Outside the Box: Knile Davis
There are certain common statistics that have been drilled in to the brains of NFL fans as benchmarks for defining standout performances; the 100-yard rushing day among them. It’s easy to have a peek at the box score and run with the usual storyline, chalking up a strong day for a running back based on him hitting triple digits on the ground, but there’s often more to be told.
One such case came to the forefront this week as Kansas City’s Knile Davis, while getting the start in place of injured Jamaal Charles, eclipsed the 100-yard mark for the first time in his young career. Many Chiefs fans, riding the high of a much-needed win in Miami, were no doubt scratching their heads when they saw Davis’ overall PFF grade for the game come in at a significantly low mark of -6.6.

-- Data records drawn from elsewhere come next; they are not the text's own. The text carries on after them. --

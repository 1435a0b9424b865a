pub mod gestures;
pub mod types;

pub use types::{PointerEventKind, TouchEvent};

pub mod prelude {
    pub use super::types::{PointerEventKind, TouchEvent};
}
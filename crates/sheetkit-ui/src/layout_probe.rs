//! The boundary between the panel engine and the host's rendering layer.
//!
//! The engine never computes rendered geometry on its own. It hands the
//! renderer a [`HeightConstraints`] value and reads back whatever the layout
//! actually produced, since CSS-style clamping, transitions and safe areas
//! can make the two differ.

use sheetkit_ui_graphics::{EdgeInsets, Rect};

/// A panel height as requested by the engine.
#[derive(Clone, Copy, Debug, PartialEq)]
pub enum PanelHeight {
    /// Logical pixels.
    Px(f32),
    /// Percentage of the viewport height, `100.0` being the full viewport.
    ViewportPercent(f32),
}

impl PanelHeight {
    /// The flick-open target: as tall as the viewport allows.
    pub const FULL_VIEWPORT: PanelHeight = PanelHeight::ViewportPercent(100.0);

    /// Resolves to logical pixels. Viewport-relative heights need the
    /// viewport height.
    pub fn resolve(&self, viewport_height: Option<f32>) -> Option<f32> {
        match *self {
            PanelHeight::Px(px) => Some(px),
            PanelHeight::ViewportPercent(percent) => {
                viewport_height.map(|height| height * percent / 100.0)
            }
        }
    }

    pub fn as_px(&self) -> Option<f32> {
        match *self {
            PanelHeight::Px(px) => Some(px),
            PanelHeight::ViewportPercent(_) => None,
        }
    }
}

impl From<f32> for PanelHeight {
    fn from(px: f32) -> Self {
        PanelHeight::Px(px)
    }
}

/// Window geometry as reported by the platform.
#[derive(Clone, Copy, Debug, Default, PartialEq)]
pub struct Viewport {
    pub height: f32,
    pub safe_area: EdgeInsets,
}

impl Viewport {
    pub fn new(height: f32) -> Self {
        Self {
            height,
            safe_area: EdgeInsets::default(),
        }
    }

    pub fn with_safe_area(mut self, safe_area: EdgeInsets) -> Self {
        self.safe_area = safe_area;
        self
    }

    /// Height left for a panel once `margin` and the top and bottom safe-area
    /// insets are taken off.
    pub fn usable_height(&self, margin: f32) -> f32 {
        (self.height - margin - self.safe_area.vertical_sum()).max(0.0)
    }
}

/// What the engine asks the renderer to lay out.
///
/// `height` may fall outside `[min_height, max_height]` while a drag or an
/// animation is in flight; the renderer is expected to clamp, the same way a
/// `max-height` style would.
#[derive(Clone, Copy, Debug, PartialEq)]
pub struct HeightConstraints {
    pub height: PanelHeight,
    pub min_height: f32,
    pub max_height: Option<f32>,
    /// Whether the panel is shown. A closed panel sits below the viewport.
    pub open: bool,
    /// Whether the renderer should transition to the new height rather than
    /// jump.
    pub animate: bool,
}

impl HeightConstraints {
    /// The height a renderer following these constraints would produce.
    pub fn clamped_height(&self, viewport_height: Option<f32>) -> Option<f32> {
        let height = self.height.resolve(viewport_height)?;
        let height = match self.max_height {
            Some(max) => height.min(max),
            None => height,
        };
        Some(height.max(self.min_height))
    }
}

/// Geometry capability implemented by the rendering layer.
///
/// Every read may fail while the panel is not attached yet; the engine treats
/// `None` as "nothing to do this frame".
pub trait LayoutProbe {
    /// The panel's current rendered rectangle in viewport coordinates.
    fn current_rect(&self) -> Option<Rect>;

    /// How far the trailing child's content extends past its visible extent.
    /// Negative values are treated as zero.
    fn content_overflow(&self) -> Option<f32>;

    /// Current window geometry.
    fn viewport(&self) -> Option<Viewport>;

    /// Lay the panel out under `constraints`. Later reads must reflect it.
    fn apply_height(&self, constraints: &HeightConstraints);
}
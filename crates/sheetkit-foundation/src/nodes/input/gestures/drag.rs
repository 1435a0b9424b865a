//! Drag gesture recogniser.
//!
//! Turns a [`TouchTracker`] session into a drag-start / drag / drag-end
//! protocol. Displacements are reported relative to a *last position* that
//! the consumer hands back in, not relative to an internal cursor: a
//! consumer that leaves the last position at the drag origin gets absolute
//! displacement from the start, one that updates it after every callback
//! gets per-event deltas.

use super::touch::{TouchSignal, TouchTracker};
use crate::gesture_constants::DRAG_THRESHOLD;
use crate::nodes::input::types::TouchEvent;
use sheetkit_ui_graphics::Point;

#[derive(Clone, Copy, Debug, PartialEq)]
pub enum DragSignal {
    /// Movement crossed the threshold. Carries the initial touch point.
    Start(Point),
    /// Displacement since the consumer-supplied last position.
    Drag(Point),
    End,
    /// The session ended without ever becoming a drag.
    Tap(Point),
}

#[derive(Debug, Clone)]
pub struct DragGesture {
    tracker: TouchTracker,
    threshold: f32,
    dragging: bool,
    last_position: Option<Point>,
}

impl Default for DragGesture {
    fn default() -> Self {
        Self::new()
    }
}

impl DragGesture {
    pub fn new() -> Self {
        Self::with_threshold(DRAG_THRESHOLD)
    }

    pub fn with_threshold(threshold: f32) -> Self {
        Self {
            tracker: TouchTracker::new(),
            threshold,
            dragging: false,
            last_position: None,
        }
    }

    pub fn handle(&mut self, event: &TouchEvent) -> Option<DragSignal> {
        match self.tracker.handle(event)? {
            TouchSignal::Start(_) => {
                self.dragging = false;
                self.last_position = None;
                None
            }
            TouchSignal::Move(position) => {
                let initial = self.tracker.initial_position()?;
                if !self.dragging {
                    if initial.distance_to(position) >= self.threshold {
                        self.dragging = true;
                        log::trace!("drag started at {initial:?}");
                        return Some(DragSignal::Start(initial));
                    }
                    return None;
                }
                let last = self.last_position?;
                Some(DragSignal::Drag(position - last))
            }
            TouchSignal::End { cancelled } => {
                let initial = self.tracker.initial_position();
                let was_dragging = self.dragging;
                self.reset();
                if was_dragging {
                    Some(DragSignal::End)
                } else if cancelled {
                    None
                } else {
                    initial.map(DragSignal::Tap)
                }
            }
        }
    }

    /// Sets the reference point for subsequent [`DragSignal::Drag`] values.
    pub fn set_last_position(&mut self, position: Option<Point>) {
        self.last_position = position;
    }

    pub fn last_position(&self) -> Option<Point> {
        self.last_position
    }

    pub fn is_dragging(&self) -> bool {
        self.dragging
    }

    pub fn is_pressed(&self) -> bool {
        self.tracker.is_pressed()
    }

    pub fn threshold(&self) -> f32 {
        self.threshold
    }

    pub fn reset(&mut self) {
        self.tracker.reset();
        self.dragging = false;
        self.last_position = None;
    }
}
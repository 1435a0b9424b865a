use crate::layout::FakeLayout;
use crate::recorder::{EventKind, EventRecorder};
use sheetkit_core::Scheduler;
use sheetkit_ui::{
    BottomPanel, BottomPanelConfig, PanelConfig, PanelGroup, PanelHeightController, Subscription,
};
use std::cell::RefCell;
use std::rc::Rc;

/// Headless harness for panel tests.
///
/// Owns the virtual clock, one panel group and a recorder that observes the
/// group. Panels created through the rule share all three.
pub struct PanelTestRule<D: Clone + 'static = ()> {
    scheduler: Scheduler,
    group: PanelGroup<D>,
    recorder: EventRecorder,
    _subscription: Subscription,
}

impl<D: Clone + 'static> PanelTestRule<D> {
    pub fn new() -> Self {
        let scheduler = Scheduler::new();
        let group = PanelGroup::new(scheduler.clone());
        let recorder = EventRecorder::new();
        let subscription = recorder.observe(&group);
        Self {
            scheduler,
            group,
            recorder,
            _subscription: subscription,
        }
    }

    pub fn scheduler(&self) -> &Scheduler {
        &self.scheduler
    }

    pub fn group(&self) -> &PanelGroup<D> {
        &self.group
    }

    pub fn recorder(&self) -> &EventRecorder {
        &self.recorder
    }

    /// Resizable panel over `layout`, mounted, reporting to the recorder.
    pub fn resizable_panel(
        &self,
        layout: &Rc<FakeLayout>,
        config: PanelConfig,
    ) -> PanelHeightController {
        let controller = PanelHeightController::new(
            layout.clone(),
            self.scheduler.clone(),
            config,
            self.recorder.panel_callbacks(),
        );
        controller.mount();
        controller
    }

    /// Bottom panel over `layout`, mounted and closed. Host callbacks log
    /// into the recorder; auto-close closes the panel like a host would.
    pub fn bottom_panel(
        &self,
        layout: &Rc<FakeLayout>,
        config: BottomPanelConfig<D>,
    ) -> BottomPanel<D> {
        let closer: Rc<RefCell<Option<BottomPanel<D>>>> = Rc::default();
        let recorder = self.recorder.clone();
        let slot = closer.clone();
        let callbacks = self.recorder.bottom_panel_callbacks().on_auto_close(move || {
            recorder.push(EventKind::AutoClose);
            let panel = slot.borrow().clone();
            if let Some(panel) = panel {
                panel.set_open(false);
            }
        });
        let panel = BottomPanel::new(layout.clone(), &self.group, config, callbacks);
        panel.mount();
        // Panel and slot keep each other alive for the rest of the test.
        *closer.borrow_mut() = Some(panel.clone());
        panel
    }

    /// Moves the clock forward, running whatever falls due.
    pub fn advance_time(&self, millis: u64) {
        self.scheduler.advance_by(millis);
    }

    /// Runs work posted for the current instant.
    pub fn run_pending(&self) {
        self.scheduler.run_pending();
    }

    pub fn run_until_idle(&self) {
        self.scheduler.run_until_idle(1_000);
    }
}

impl<D: Clone + 'static> Default for PanelTestRule<D> {
    fn default() -> Self {
        Self::new()
    }
}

So how can the grade be so far off from general perception? Sure, he scored fantasy points but did he really turn in “the best game of his career”? It’s largely a product of taking in the whole picture, or not taking it in, as the case may be.
Davis finished with 132 yards and a touchdown on 32 carries. The touchdown run was impressive and is an easy one to lodge in memory as he made multiple moves – and made multiple defenders miss – on his way to the end zone from 21 yards out.
All told, 64 of Davis’ rushing yards (48%) came on that run and three others, and each of those – and a few more — received positive marks, but that’s about where the feel-good portion of his outing ended. His other 28 carries amounted to an average of 2.4 yards per and were largely pedestrian until you get to his two fumbles.
Those two significant downgrades along with the normalization process that is applied to all players per positional expectations, meant that even the good vibes from his TD run and his yardage total weren’t enough to avoid a negative in the rushing category.
But, as is the case with all positions on the field, there’s more than one facet of play to be judged. Davis was on the field for 54 snaps and 20 of those were pass plays. Targeted only once on the various short backfield routes he ran, Davis dropped the lone ball that came his way, sending his receiving grade into the red as well.
And, when asked to stay in and pass block – an underappreciated but vitally important aspect of running back play — on a small handful of snaps, Davis struggled, as he was charged with a sack and a hurry (another sack initially on his book was removed during our regular review process), resulting in another negative mark tugging his overall down.
Taken together, negatives for rushing, receiving, and pass blocking added up to Davis’ disappointing overall grade as presented in our Premium Stats section and reflect his whole body of work on the day, not just the eye-catching, but overly simplistic, box score stat line.